Saved data entries:
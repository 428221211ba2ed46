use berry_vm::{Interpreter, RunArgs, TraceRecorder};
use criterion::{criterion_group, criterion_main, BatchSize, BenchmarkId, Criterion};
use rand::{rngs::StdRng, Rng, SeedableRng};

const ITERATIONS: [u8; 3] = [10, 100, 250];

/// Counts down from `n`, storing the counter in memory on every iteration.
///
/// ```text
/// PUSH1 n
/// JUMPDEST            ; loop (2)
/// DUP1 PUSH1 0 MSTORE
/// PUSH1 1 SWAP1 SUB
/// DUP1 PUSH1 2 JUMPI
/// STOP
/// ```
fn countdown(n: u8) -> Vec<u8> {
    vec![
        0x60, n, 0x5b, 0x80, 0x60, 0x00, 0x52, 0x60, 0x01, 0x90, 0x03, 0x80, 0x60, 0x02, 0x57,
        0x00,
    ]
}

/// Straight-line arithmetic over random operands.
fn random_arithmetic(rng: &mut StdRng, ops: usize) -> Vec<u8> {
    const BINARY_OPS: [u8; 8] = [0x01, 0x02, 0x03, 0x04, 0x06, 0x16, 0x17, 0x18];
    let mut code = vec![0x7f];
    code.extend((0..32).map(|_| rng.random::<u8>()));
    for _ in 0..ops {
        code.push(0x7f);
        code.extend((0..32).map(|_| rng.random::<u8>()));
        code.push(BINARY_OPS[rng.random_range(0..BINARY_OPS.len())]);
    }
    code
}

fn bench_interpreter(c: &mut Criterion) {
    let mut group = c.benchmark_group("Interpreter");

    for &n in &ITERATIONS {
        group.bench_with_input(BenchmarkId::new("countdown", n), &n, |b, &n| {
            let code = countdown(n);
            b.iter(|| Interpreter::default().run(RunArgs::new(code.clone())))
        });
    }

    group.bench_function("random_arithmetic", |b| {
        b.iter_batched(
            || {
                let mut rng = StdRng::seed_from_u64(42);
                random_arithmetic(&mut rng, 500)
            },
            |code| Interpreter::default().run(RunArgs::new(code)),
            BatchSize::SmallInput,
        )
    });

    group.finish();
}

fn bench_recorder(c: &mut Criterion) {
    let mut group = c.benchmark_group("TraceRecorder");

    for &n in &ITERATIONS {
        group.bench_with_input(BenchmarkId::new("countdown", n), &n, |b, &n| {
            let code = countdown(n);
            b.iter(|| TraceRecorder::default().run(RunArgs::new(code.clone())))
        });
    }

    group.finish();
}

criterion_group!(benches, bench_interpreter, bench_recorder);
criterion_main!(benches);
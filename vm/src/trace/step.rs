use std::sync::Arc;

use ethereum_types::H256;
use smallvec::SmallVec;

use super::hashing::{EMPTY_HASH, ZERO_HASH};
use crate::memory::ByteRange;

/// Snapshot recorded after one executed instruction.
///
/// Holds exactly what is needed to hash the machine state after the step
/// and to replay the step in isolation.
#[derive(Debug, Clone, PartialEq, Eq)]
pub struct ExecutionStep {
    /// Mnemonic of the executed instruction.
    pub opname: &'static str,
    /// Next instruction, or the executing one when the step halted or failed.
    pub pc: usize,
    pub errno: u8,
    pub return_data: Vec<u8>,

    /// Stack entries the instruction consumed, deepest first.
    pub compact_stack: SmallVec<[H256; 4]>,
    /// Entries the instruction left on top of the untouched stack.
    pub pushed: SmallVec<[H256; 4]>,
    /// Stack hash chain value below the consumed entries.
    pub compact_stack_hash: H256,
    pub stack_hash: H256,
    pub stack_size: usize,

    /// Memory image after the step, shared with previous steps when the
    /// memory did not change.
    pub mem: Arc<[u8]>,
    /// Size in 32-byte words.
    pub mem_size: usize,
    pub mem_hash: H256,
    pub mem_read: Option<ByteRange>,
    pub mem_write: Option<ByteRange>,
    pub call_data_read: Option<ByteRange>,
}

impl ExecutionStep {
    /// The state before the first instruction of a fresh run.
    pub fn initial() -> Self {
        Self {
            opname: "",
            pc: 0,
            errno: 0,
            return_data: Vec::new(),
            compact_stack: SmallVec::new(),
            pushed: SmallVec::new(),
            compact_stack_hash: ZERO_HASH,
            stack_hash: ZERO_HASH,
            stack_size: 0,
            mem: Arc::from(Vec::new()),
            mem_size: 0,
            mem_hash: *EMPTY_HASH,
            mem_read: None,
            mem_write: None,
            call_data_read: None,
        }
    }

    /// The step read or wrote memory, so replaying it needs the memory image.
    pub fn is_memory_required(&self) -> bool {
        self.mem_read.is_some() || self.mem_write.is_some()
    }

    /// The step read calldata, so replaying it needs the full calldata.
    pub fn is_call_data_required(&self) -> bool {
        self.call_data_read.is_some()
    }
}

...

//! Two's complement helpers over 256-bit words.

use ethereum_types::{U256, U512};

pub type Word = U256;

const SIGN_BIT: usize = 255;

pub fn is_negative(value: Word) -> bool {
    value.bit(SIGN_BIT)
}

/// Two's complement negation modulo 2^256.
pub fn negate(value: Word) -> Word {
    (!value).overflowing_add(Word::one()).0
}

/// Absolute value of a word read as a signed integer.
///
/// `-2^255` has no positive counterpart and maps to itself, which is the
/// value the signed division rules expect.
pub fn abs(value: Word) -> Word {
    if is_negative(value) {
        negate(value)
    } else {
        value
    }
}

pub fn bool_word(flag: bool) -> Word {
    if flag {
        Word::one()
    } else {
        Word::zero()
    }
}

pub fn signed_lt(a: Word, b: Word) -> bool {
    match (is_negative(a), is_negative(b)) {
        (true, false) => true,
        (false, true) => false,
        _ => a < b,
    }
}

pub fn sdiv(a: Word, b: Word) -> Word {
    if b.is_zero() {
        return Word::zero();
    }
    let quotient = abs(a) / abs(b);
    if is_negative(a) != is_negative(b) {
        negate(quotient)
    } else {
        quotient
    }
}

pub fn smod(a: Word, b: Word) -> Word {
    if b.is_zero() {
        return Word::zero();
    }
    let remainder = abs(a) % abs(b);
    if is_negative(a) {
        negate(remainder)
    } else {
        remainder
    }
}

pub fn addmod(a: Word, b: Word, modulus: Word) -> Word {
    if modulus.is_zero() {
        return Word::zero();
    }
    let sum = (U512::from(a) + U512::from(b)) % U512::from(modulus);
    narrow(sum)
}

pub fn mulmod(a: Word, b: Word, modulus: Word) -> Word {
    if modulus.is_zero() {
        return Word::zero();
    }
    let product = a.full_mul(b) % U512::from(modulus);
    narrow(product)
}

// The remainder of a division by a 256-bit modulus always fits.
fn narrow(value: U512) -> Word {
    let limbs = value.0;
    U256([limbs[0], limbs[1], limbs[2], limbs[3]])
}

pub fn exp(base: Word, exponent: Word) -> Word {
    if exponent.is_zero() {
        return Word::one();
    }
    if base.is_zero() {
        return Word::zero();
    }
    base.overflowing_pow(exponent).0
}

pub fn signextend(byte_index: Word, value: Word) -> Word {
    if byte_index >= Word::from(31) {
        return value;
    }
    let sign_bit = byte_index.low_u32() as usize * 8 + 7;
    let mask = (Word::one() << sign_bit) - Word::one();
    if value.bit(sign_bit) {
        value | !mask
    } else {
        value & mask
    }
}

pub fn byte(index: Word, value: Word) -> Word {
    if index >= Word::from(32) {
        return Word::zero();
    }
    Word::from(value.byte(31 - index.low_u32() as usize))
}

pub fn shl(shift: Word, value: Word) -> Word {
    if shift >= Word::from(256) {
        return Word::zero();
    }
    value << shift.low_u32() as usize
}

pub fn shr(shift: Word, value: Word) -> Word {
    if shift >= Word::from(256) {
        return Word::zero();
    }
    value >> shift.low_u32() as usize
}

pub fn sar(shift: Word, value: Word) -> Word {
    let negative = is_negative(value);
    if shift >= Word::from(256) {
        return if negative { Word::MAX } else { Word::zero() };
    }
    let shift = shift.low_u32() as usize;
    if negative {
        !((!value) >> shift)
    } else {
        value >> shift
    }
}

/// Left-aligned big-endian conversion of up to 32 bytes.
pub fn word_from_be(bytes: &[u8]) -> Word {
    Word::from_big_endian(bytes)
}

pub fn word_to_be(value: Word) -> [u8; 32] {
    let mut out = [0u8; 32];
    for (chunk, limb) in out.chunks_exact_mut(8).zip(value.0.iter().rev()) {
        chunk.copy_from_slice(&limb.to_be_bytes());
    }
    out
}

==

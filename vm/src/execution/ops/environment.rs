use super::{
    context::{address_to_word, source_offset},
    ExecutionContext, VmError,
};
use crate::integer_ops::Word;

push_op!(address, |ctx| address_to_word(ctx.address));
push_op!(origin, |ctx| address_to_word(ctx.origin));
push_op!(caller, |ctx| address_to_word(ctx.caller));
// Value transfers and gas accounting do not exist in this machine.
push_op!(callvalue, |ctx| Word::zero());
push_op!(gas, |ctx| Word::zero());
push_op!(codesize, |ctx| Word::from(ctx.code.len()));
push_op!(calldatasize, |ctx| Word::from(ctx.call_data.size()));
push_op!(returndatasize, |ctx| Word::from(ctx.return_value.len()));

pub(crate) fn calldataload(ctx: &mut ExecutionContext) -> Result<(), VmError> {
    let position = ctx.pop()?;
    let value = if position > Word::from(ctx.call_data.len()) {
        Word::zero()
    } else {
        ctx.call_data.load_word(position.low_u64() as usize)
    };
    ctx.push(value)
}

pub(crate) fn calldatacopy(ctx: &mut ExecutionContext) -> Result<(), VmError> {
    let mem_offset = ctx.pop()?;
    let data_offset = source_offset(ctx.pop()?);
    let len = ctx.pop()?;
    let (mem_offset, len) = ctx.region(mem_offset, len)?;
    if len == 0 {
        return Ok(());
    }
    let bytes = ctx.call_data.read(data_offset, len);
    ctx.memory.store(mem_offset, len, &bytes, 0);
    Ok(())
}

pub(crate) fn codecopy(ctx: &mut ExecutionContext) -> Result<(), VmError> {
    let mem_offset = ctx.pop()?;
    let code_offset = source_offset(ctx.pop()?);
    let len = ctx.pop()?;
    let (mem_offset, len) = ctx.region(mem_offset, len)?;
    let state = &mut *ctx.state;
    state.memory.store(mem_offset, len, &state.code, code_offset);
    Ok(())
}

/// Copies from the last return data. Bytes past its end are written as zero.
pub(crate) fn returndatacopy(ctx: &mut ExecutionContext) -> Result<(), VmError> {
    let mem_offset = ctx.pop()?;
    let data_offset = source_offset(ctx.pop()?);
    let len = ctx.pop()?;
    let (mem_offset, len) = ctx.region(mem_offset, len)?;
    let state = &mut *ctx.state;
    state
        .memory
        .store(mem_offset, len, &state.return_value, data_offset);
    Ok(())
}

» **What is required**
Scan the data above and report each line in which "BatchSize" is present.

» **Solved exercise**
use criterion::{criterion_group, criterion_main, BatchSize, BenchmarkId, Criterion};
            BatchSize::SmallInput,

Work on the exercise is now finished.